The store's security videos show that within three minutes of the lead car's arrival, the rest of the detention officers had arrived and corralled 20 of the men they would ultimately load onto the vans. Four more were later picked up on the street, out of sight of the cameras.

The video appears to show that at least three of the men detained were among a group that initially raced toward the lead vehicle and spoke with the officers, but at least eight had no visible contact with the officers before their detention.

In his declaration for the immigration court, Ervin said, "I believed that I had seen two individuals from the initial group that approached my vehicle get into the passenger seat of a brown pick-up truck." According to Ervin, he walked to the truck and asked the men if they were in the country illegally. When one said he was, Ervin said, he ordered both of them out.
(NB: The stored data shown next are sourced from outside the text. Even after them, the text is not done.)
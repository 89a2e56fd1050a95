//! Benchmarks for sparse matrix conversion

use std::sync::Arc;

use criterion::{black_box, criterion_group, criterion_main, BenchmarkId, Criterion};
use sparse2ri::{ConversionConfig, CscMatrix, MatrixConverter, MatrixPackageRuntime};

/// Banded CSC matrix with each column's row indices stored in reverse
fn create_unsorted_csc(n: usize, band: usize) -> CscMatrix {
    let mut indptr = Vec::with_capacity(n + 1);
    let mut indices = Vec::new();
    indptr.push(0);

    for j in 0..n {
        let lo = j.saturating_sub(band);
        let hi = (j + band).min(n - 1);
        indices.extend((lo..=hi).rev());
        indptr.push(indices.len());
    }

    let values = vec![1.5f64; indices.len()];
    CscMatrix::new(n, n, indptr, indices, values).unwrap()
}

fn bench_csc_conversion(c: &mut Criterion) {
    let mut group = c.benchmark_group("csc_to_dgCMatrix");

    for &n in &[1_000usize, 20_000] {
        let matrix = create_unsorted_csc(n, 4);

        for (label, config) in [
            ("serial", ConversionConfig::serial()),
            ("parallel", ConversionConfig { parallel_sort_threshold: 0, ..ConversionConfig::default() }),
        ] {
            let converter =
                MatrixConverter::with_config(Arc::new(MatrixPackageRuntime::new()), config);
            group.bench_with_input(BenchmarkId::new(label, n), &matrix, |bench, m| {
                bench.iter(|| black_box(converter.convert_owned(m.clone()).unwrap()))
            });
        }
    }

    group.finish();
}

criterion_group!(benches, bench_csc_conversion);
criterion_main!(benches);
But the video confirms that the two men ordered out of the pickup were not part of the group that approached Ervin's vehicle. One of the men, Jose del Transito, said in a phone interview from El Salvador that he and a friend had been offered a job and were waiting outside the store for their employer to emerge when the ICE vehicles arrived. The video shows del Transito and the other man entering the pickup with their employer, only to be ordered out by Ervin seconds later.

Similarly, deportation officer Kenneth B. Giove told both the immigration court and ICE investigators that as the roundup began, "I noticed two of the men, who had been in the group surrounding [Ervin's] vehicle, turn away and enter the [7-Eleven] store," in the words of his court declaration. Giove said he went in after them and "determined who was to be removed from the store by their clothing and the fact that they were hiding behind the coffee pot," according to the investigation summary.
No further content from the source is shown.